# WHAT YOU NEED TO DO
Where does the word "ServerDomain" occur in the data below? Copy each line that holds it.
******
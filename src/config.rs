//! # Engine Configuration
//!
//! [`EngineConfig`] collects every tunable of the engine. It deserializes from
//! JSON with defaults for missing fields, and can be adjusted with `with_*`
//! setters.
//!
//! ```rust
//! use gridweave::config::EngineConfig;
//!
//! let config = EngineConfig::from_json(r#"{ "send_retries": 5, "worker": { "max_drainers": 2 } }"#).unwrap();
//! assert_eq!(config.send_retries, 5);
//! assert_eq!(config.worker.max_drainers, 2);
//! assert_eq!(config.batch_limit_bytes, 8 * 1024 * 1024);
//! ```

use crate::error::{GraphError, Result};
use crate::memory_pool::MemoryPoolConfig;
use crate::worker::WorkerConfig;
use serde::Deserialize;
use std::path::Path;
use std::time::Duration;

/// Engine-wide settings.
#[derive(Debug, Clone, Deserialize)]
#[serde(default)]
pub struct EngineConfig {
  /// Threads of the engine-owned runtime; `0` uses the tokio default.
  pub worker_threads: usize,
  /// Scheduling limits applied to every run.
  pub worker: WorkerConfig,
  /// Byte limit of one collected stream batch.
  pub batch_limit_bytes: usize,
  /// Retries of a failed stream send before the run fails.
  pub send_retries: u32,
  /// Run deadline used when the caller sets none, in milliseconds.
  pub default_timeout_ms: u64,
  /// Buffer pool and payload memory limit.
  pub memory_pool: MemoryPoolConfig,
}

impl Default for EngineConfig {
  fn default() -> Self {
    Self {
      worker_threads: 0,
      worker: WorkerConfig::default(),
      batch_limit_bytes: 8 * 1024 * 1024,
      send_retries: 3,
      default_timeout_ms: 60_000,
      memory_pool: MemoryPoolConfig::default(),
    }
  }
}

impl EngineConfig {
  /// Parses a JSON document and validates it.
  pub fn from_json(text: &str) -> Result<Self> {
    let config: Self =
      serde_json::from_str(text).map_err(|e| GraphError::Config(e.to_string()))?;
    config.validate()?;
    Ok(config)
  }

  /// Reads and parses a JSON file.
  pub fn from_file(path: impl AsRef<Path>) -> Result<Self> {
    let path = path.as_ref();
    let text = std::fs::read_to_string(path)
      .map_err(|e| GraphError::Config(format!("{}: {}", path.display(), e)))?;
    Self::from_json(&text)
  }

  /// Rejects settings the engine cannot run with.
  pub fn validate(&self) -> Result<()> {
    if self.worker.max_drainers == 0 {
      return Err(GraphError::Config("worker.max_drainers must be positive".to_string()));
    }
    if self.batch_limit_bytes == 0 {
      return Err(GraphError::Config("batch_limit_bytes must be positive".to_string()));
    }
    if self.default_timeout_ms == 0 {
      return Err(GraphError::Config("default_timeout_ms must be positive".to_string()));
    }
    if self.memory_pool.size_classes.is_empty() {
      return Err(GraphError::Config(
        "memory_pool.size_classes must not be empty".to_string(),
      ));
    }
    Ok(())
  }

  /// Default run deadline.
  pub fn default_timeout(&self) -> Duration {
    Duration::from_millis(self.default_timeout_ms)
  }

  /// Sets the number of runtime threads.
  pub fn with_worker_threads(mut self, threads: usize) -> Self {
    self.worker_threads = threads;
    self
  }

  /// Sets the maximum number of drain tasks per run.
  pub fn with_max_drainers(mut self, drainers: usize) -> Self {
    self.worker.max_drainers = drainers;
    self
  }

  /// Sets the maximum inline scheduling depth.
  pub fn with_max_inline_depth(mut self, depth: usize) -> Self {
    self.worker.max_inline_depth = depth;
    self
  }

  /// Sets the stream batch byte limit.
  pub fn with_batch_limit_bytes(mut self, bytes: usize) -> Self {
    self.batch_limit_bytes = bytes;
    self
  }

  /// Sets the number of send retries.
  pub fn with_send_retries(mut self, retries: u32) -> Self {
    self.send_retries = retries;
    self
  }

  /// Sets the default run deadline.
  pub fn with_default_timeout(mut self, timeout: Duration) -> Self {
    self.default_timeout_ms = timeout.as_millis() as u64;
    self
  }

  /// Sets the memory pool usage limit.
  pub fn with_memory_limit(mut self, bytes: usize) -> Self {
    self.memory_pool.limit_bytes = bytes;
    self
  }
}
******
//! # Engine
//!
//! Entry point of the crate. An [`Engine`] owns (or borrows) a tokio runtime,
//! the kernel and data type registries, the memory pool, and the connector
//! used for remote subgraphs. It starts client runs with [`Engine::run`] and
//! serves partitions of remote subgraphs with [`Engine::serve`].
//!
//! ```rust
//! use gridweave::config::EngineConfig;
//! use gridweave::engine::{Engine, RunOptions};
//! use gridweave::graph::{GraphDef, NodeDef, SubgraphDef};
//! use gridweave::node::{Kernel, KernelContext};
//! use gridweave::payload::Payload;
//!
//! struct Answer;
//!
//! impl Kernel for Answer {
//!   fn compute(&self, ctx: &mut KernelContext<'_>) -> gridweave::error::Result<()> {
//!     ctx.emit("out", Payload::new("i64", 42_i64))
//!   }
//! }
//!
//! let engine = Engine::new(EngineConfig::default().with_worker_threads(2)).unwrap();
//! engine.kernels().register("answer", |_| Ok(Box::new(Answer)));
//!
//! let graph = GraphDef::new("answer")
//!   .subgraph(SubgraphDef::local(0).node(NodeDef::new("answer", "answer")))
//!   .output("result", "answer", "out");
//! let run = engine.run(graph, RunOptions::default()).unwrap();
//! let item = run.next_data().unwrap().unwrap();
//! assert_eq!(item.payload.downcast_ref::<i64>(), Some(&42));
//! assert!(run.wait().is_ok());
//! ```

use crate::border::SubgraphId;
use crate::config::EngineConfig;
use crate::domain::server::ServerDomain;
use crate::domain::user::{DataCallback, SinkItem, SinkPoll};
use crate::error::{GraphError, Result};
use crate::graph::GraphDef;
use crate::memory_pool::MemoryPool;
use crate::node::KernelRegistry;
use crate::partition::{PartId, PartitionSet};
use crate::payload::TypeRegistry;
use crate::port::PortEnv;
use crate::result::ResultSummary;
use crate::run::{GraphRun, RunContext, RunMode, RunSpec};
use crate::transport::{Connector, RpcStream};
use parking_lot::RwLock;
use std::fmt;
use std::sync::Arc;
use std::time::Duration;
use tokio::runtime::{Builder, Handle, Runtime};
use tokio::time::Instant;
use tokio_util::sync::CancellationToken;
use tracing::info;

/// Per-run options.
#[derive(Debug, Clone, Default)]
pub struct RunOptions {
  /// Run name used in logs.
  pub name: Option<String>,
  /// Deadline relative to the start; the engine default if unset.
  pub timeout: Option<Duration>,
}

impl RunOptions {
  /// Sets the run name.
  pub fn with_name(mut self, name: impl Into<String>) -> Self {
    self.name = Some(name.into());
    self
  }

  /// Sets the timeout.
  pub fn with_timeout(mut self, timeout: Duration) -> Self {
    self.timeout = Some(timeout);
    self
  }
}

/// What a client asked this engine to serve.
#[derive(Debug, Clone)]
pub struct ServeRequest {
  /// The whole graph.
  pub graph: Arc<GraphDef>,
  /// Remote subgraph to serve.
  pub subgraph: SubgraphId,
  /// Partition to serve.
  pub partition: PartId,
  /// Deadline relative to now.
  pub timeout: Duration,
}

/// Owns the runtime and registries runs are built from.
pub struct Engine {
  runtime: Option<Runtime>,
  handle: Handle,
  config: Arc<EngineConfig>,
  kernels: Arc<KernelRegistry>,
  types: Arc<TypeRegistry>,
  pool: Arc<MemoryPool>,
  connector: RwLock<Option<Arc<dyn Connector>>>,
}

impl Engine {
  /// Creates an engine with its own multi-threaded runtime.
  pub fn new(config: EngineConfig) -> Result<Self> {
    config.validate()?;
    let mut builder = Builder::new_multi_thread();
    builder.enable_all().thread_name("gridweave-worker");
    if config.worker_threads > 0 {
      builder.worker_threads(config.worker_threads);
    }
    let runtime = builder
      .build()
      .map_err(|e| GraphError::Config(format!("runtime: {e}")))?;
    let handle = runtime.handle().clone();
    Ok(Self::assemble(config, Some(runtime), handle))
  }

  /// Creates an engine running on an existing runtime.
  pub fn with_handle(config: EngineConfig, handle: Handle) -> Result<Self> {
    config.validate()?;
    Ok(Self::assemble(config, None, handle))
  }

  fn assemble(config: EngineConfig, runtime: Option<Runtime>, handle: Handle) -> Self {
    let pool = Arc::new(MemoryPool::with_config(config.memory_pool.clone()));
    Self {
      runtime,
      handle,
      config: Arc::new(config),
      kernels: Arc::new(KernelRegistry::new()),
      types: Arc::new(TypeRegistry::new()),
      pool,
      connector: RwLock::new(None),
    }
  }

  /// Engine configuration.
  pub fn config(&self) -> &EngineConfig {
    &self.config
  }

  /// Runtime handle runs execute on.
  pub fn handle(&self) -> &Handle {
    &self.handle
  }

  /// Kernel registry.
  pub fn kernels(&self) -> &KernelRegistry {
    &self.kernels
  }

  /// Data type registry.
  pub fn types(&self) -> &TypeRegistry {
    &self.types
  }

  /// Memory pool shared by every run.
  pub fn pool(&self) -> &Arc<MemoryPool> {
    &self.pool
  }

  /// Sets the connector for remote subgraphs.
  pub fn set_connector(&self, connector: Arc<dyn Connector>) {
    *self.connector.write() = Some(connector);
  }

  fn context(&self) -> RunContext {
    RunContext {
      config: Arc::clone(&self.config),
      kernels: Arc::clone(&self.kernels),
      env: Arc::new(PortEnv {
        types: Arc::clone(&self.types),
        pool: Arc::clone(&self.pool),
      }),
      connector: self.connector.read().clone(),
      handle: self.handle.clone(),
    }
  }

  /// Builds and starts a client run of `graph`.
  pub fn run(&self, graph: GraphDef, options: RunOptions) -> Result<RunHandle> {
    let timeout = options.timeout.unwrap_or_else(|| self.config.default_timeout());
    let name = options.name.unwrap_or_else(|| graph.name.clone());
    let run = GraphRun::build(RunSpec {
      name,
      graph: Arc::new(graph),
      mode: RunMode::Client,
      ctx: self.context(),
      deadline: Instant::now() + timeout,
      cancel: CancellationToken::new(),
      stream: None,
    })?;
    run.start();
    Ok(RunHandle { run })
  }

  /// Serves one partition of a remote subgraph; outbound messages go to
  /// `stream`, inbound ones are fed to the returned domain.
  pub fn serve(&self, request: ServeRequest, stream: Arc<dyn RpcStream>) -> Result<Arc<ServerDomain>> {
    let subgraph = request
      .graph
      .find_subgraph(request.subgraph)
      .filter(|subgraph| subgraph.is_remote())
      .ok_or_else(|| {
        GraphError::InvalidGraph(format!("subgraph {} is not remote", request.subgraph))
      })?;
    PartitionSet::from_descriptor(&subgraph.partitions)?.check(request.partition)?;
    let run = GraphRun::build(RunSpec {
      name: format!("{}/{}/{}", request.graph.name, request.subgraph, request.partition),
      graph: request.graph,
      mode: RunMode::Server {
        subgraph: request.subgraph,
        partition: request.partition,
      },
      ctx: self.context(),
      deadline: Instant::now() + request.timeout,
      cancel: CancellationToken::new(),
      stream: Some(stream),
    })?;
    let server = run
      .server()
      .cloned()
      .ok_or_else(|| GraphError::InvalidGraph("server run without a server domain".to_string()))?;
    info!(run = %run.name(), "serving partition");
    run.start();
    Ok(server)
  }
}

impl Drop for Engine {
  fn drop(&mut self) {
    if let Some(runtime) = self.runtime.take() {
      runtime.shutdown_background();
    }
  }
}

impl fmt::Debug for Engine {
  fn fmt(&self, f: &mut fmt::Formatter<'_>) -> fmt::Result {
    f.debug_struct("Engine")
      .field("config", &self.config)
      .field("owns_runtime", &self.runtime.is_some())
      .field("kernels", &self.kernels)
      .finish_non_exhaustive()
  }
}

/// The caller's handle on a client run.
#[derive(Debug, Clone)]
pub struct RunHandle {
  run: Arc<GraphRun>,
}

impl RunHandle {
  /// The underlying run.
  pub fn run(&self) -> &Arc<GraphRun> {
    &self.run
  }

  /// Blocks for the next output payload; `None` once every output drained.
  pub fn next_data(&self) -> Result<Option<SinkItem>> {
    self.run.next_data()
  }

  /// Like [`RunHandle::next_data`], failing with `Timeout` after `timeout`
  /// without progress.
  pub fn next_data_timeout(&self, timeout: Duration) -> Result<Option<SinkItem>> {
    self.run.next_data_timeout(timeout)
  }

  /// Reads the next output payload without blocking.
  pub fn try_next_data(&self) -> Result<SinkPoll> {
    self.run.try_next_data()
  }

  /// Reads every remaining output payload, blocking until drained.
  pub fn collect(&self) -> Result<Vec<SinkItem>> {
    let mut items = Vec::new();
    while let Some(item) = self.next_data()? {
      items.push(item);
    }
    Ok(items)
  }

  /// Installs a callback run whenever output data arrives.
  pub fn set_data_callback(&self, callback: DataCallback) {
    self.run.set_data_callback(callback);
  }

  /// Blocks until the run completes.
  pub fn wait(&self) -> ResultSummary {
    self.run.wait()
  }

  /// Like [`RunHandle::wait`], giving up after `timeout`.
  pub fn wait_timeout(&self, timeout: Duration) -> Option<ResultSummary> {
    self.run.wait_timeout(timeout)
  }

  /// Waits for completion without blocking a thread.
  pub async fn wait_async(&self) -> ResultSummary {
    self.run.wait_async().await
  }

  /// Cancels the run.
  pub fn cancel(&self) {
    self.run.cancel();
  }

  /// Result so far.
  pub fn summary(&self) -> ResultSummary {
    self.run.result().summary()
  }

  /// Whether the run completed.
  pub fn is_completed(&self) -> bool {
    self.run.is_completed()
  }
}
******
# EXPECTED ANSWER
use crate::domain::server::ServerDomain;
  pub fn serve(&self, request: ServeRequest, stream: Arc<dyn RpcStream>) -> Result<Arc<ServerDomain>> {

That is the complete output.